//! Original image storage.

use std::sync::Arc;

use async_trait::async_trait;
use chrono::TimeDelta;
use serde_json::Value;
use tc_storage::{Raw, ServerParameters, Storage, StorageResult};
use tracing::{debug, warn};

use crate::config::{self, ConnectionConfig, RedisConfig, StorageKind};
use crate::connection::{Connect, ConnectionResolver, RedisConnector, Sharing};
use crate::error::Error;
use crate::intercept::Guard;

fn crypto_key(path: &str) -> String {
    format!("thumbor-crypto-{path}")
}

fn detector_key(path: &str) -> String {
    format!("thumbor-detector-{path}")
}

/// Stores original images, their signing keys and detector output in redis.
///
/// Images live under their raw path. Signing keys and detector output live
/// under `thumbor-crypto-{path}` and `thumbor-detector-{path}`.
///
/// ```no_run
/// use tc_redis::{RedisConfig, RedisStorage};
/// use tc_storage::{ServerParameters, Storage};
///
/// # async fn run() -> Result<(), Box<dyn std::error::Error>> {
/// let config = RedisConfig::default();
/// let storage = RedisStorage::builder(&config)
///     .server(ServerParameters::new().security_key("MY_SECURE_KEY"))
///     .build()?;
///
/// storage.put("/images/cat.jpg", "bytes".into()).await?;
/// assert!(storage.exists("/images/cat.jpg").await?);
/// # Ok(())
/// # }
/// ```
#[derive(Debug)]
pub struct RedisStorage {
    guard: Guard,
    server: ServerParameters,
    expiration: Option<TimeDelta>,
    stores_crypto_key: bool,
}

impl RedisStorage {
    /// Starts a builder over the given configuration.
    pub fn builder(config: &RedisConfig) -> RedisStorageBuilder {
        RedisStorageBuilder::new(config)
    }

    /// The resolver owning this storage's connection.
    pub fn resolver(&self) -> &ConnectionResolver {
        self.guard.resolver()
    }

    async fn write(&self, path: &str, bytes: &[u8]) -> Result<(), Error> {
        self.guard
            .run("put", (), |store| async move {
                store.set(path, bytes).await?;
                if let Some(expiration) = self.expiration {
                    store.expire_at(path, config::expire_at(expiration)?).await?;
                }
                debug!(
                    key = path,
                    ttl = self.expiration.map(|ttl| ttl.num_seconds()),
                    "Stored original image"
                );
                Ok(())
            })
            .await
    }

    async fn write_crypto(&self, path: &str) -> Result<(), Error> {
        if !self.stores_crypto_key {
            return Ok(());
        }
        let security_key = self.server.signing_key().ok_or(Error::MissingSecurityKey)?;
        let key = crypto_key(path);

        self.guard
            .run("put_crypto", (), |store| async move {
                store.set(&key, security_key.as_bytes()).await
            })
            .await
    }

    async fn write_detector_data(&self, path: &str, data: &Value) -> Result<(), Error> {
        let key = detector_key(path);
        let payload = data.to_string();

        self.guard
            .run("put_detector_data", (), |store| async move {
                store.set(&key, payload.as_bytes()).await
            })
            .await
    }

    async fn read_crypto(&self, path: &str) -> Result<Option<String>, Error> {
        if !self.stores_crypto_key {
            return Ok(None);
        }
        let key = crypto_key(path);

        self.guard
            .run("get_crypto", None, |store| async move {
                let value = store.get(&key).await?;
                Ok(value
                    .filter(|value| !value.is_empty())
                    .map(|value| String::from_utf8_lossy(&value).into_owned()))
            })
            .await
    }

    async fn read_detector_data(&self, path: &str) -> Result<Option<Value>, Error> {
        let key = detector_key(path);

        self.guard
            .run("get_detector_data", None, |store| async move {
                let Some(raw) = store.get(&key).await?.filter(|raw| !raw.is_empty()) else {
                    return Ok(None);
                };
                match serde_json::from_slice(&raw) {
                    Ok(value) => Ok(Some(value)),
                    Err(error) => {
                        warn!(key = %key, error = %error, "Ignoring malformed detector data");
                        Ok(None)
                    }
                }
            })
            .await
    }
}

#[async_trait]
impl Storage for RedisStorage {
    async fn put(&self, path: &str, bytes: Raw) -> StorageResult<()> {
        Ok(self.write(path, &bytes).await?)
    }

    async fn put_crypto(&self, path: &str) -> StorageResult<()> {
        Ok(self.write_crypto(path).await?)
    }

    async fn put_detector_data(&self, path: &str, data: &Value) -> StorageResult<()> {
        Ok(self.write_detector_data(path, data).await?)
    }

    async fn get(&self, path: &str) -> StorageResult<Option<Raw>> {
        let value = self
            .guard
            .run("get", None, |store| async move { store.get(path).await })
            .await?;
        Ok(value)
    }

    async fn get_crypto(&self, path: &str) -> StorageResult<Option<String>> {
        Ok(self.read_crypto(path).await?)
    }

    async fn get_detector_data(&self, path: &str) -> StorageResult<Option<Value>> {
        Ok(self.read_detector_data(path).await?)
    }

    async fn exists(&self, path: &str) -> StorageResult<bool> {
        let exists = self
            .guard
            .run("exists", false, |store| async move { store.exists(path).await })
            .await?;
        Ok(exists)
    }

    async fn remove(&self, path: &str) -> StorageResult<()> {
        self.guard
            .run("remove", (), |store| async move { store.delete(path).await })
            .await?;
        Ok(())
    }
}

/// Builder for [`RedisStorage`].
pub struct RedisStorageBuilder {
    config: RedisConfig,
    server: ServerParameters,
    sharing: Sharing,
    connector: Arc<dyn Connect>,
}

impl RedisStorageBuilder {
    fn new(config: &RedisConfig) -> Self {
        Self {
            config: config.clone(),
            server: ServerParameters::default(),
            sharing: Sharing::default(),
            connector: Arc::new(RedisConnector),
        }
    }

    /// Server parameters holding the process signing key.
    pub fn server(mut self, server: ServerParameters) -> Self {
        self.server = server;
        self
    }

    /// Where the connection is kept. Defaults to the process-wide registry.
    pub fn sharing(mut self, sharing: Sharing) -> Self {
        self.sharing = sharing;
        self
    }

    /// Keep a private connection instead of the shared one.
    pub fn dedicated(self) -> Self {
        self.sharing(Sharing::Dedicated)
    }

    /// Replaces the component that creates connections.
    pub fn connector(mut self, connector: Arc<dyn Connect>) -> Self {
        self.connector = connector;
        self
    }

    /// Builds the storage and resolves its connection.
    ///
    /// Configuration problems are reported here, before any command runs.
    pub fn build(self) -> Result<RedisStorage, Error> {
        let kind = StorageKind::Storage;
        let expiration = config::expiration(
            "STORAGE_EXPIRATION_SECONDS",
            self.config.storage_expiration_seconds,
        )?;
        let connection = ConnectionConfig::resolve(&self.config, kind)?;
        let resolver = ConnectionResolver::new(connection, self.sharing, self.connector)?;
        resolver.store()?;

        Ok(RedisStorage {
            guard: Guard::new(resolver, kind, self.config.ignore_errors(kind)),
            server: self.server,
            expiration,
            stores_crypto_key: self.config.stores_crypto_key_for_each_image,
        })
    }
}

= = = = =

[Exercise goal] Retype the material above in full, exactly.

[Solution to the problem]
//! Original image storage.

use std::sync::Arc;

use async_trait::async_trait;
use chrono::TimeDelta;
use serde_json::Value;
use tc_storage::{Raw, ServerParameters, Storage, StorageResult};
use tracing::{debug, warn};

use crate::config::{self, ConnectionConfig, RedisConfig, StorageKind};
use crate::connection::{Connect, ConnectionResolver, RedisConnector, Sharing};
use crate::error::Error;
use crate::intercept::Guard;

fn crypto_key(path: &str) -> String {
    format!("thumbor-crypto-{path}")
}

fn detector_key(path: &str) -> String {
    format!("thumbor-detector-{path}")
}

/// Stores original images, their signing keys and detector output in redis.
///
/// Images live under their raw path. Signing keys and detector output live
/// under `thumbor-crypto-{path}` and `thumbor-detector-{path}`.
///
/// ```no_run
/// use tc_redis::{RedisConfig, RedisStorage};
/// use tc_storage::{ServerParameters, Storage};
///
/// # async fn run() -> Result<(), Box<dyn std::error::Error>> {
/// let config = RedisConfig::default();
/// let storage = RedisStorage::builder(&config)
///     .server(ServerParameters::new().security_key("MY_SECURE_KEY"))
///     .build()?;
///
/// storage.put("/images/cat.jpg", "bytes".into()).await?;
/// assert!(storage.exists("/images/cat.jpg").await?);
/// # Ok(())
/// # }
/// ```
#[derive(Debug)]
pub struct RedisStorage {
    guard: Guard,
    server: ServerParameters,
    expiration: Option<TimeDelta>,
    stores_crypto_key: bool,
}

impl RedisStorage {
    /// Starts a builder over the given configuration.
    pub fn builder(config: &RedisConfig) -> RedisStorageBuilder {
        RedisStorageBuilder::new(config)
    }

    /// The resolver owning this storage's connection.
    pub fn resolver(&self) -> &ConnectionResolver {
        self.guard.resolver()
    }

    async fn write(&self, path: &str, bytes: &[u8]) -> Result<(), Error> {
        self.guard
            .run("put", (), |store| async move {
                store.set(path, bytes).await?;
                if let Some(expiration) = self.expiration {
                    store.expire_at(path, config::expire_at(expiration)?).await?;
                }
                debug!(
                    key = path,
                    ttl = self.expiration.map(|ttl| ttl.num_seconds()),
                    "Stored original image"
                );
                Ok(())
            })
            .await
    }

    async fn write_crypto(&self, path: &str) -> Result<(), Error> {
        if !self.stores_crypto_key {
            return Ok(());
        }
        let security_key = self.server.signing_key().ok_or(Error::MissingSecurityKey)?;
        let key = crypto_key(path);

        self.guard
            .run("put_crypto", (), |store| async move {
                store.set(&key, security_key.as_bytes()).await
            })
            .await
    }

    async fn write_detector_data(&self, path: &str, data: &Value) -> Result<(), Error> {
        let key = detector_key(path);
        let payload = data.to_string();

        self.guard
            .run("put_detector_data", (), |store| async move {
                store.set(&key, payload.as_bytes()).await
            })
            .await
    }

    async fn read_crypto(&self, path: &str) -> Result<Option<String>, Error> {
        if !self.stores_crypto_key {
            return Ok(None);
        }
        let key = crypto_key(path);

        self.guard
            .run("get_crypto", None, |store| async move {
                let value = store.get(&key).await?;
                Ok(value
                    .filter(|value| !value.is_empty())
                    .map(|value| String::from_utf8_lossy(&value).into_owned()))
            })
            .await
    }

    async fn read_detector_data(&self, path: &str) -> Result<Option<Value>, Error> {
        let key = detector_key(path);

        self.guard
            .run("get_detector_data", None, |store| async move {
                let Some(raw) = store.get(&key).await?.filter(|raw| !raw.is_empty()) else {
                    return Ok(None);
                };
                match serde_json::from_slice(&raw) {
                    Ok(value) => Ok(Some(value)),
                    Err(error) => {
                        warn!(key = %key, error = %error, "Ignoring malformed detector data");
                        Ok(None)
                    }
                }
            })
            .await
    }
}

#[async_trait]
impl Storage for RedisStorage {
    async fn put(&self, path: &str, bytes: Raw) -> StorageResult<()> {
        Ok(self.write(path, &bytes).await?)
    }

    async fn put_crypto(&self, path: &str) -> StorageResult<()> {
        Ok(self.write_crypto(path).await?)
    }

    async fn put_detector_data(&self, path: &str, data: &Value) -> StorageResult<()> {
        Ok(self.write_detector_data(path, data).await?)
    }

    async fn get(&self, path: &str) -> StorageResult<Option<Raw>> {
        let value = self
            .guard
            .run("get", None, |store| async move { store.get(path).await })
            .await?;
        Ok(value)
    }

    async fn get_crypto(&self, path: &str) -> StorageResult<Option<String>> {
        Ok(self.read_crypto(path).await?)
    }

    async fn get_detector_data(&self, path: &str) -> StorageResult<Option<Value>> {
        Ok(self.read_detector_data(path).await?)
    }

    async fn exists(&self, path: &str) -> StorageResult<bool> {
        let exists = self
            .guard
            .run("exists", false, |store| async move { store.exists(path).await })
            .await?;
        Ok(exists)
    }

    async fn remove(&self, path: &str) -> StorageResult<()> {
        self.guard
            .run("remove", (), |store| async move { store.delete(path).await })
            .await?;
        Ok(())
    }
}

/// Builder for [`RedisStorage`].
pub struct RedisStorageBuilder {
    config: RedisConfig,
    server: ServerParameters,
    sharing: Sharing,
    connector: Arc<dyn Connect>,
}

impl RedisStorageBuilder {
    fn new(config: &RedisConfig) -> Self {
        Self {
            config: config.clone(),
            server: ServerParameters::default(),
            sharing: Sharing::default(),
            connector: Arc::new(RedisConnector),
        }
    }

    /// Server parameters holding the process signing key.
    pub fn server(mut self, server: ServerParameters) -> Self {
        self.server = server;
        self
    }

    /// Where the connection is kept. Defaults to the process-wide registry.
    pub fn sharing(mut self, sharing: Sharing) -> Self {
        self.sharing = sharing;
        self
    }

    /// Keep a private connection instead of the shared one.
    pub fn dedicated(self) -> Self {
        self.sharing(Sharing::Dedicated)
    }

    /// Replaces the component that creates connections.
    pub fn connector(mut self, connector: Arc<dyn Connect>) -> Self {
        self.connector = connector;
        self
    }

    /// Builds the storage and resolves its connection.
    ///
    /// Configuration problems are reported here, before any command runs.
    pub fn build(self) -> Result<RedisStorage, Error> {
        let kind = StorageKind::Storage;
        let expiration = config::expiration(
            "STORAGE_EXPIRATION_SECONDS",
            self.config.storage_expiration_seconds,
        )?;
        let connection = ConnectionConfig::resolve(&self.config, kind)?;
        let resolver = ConnectionResolver::new(connection, self.sharing, self.connector)?;
        resolver.store()?;

        Ok(RedisStorage {
            guard: Guard::new(resolver, kind, self.config.ignore_errors(kind)),
            server: self.server,
            expiration,
            stores_crypto_key: self.config.stores_crypto_key_for_each_image,
        })
    }
}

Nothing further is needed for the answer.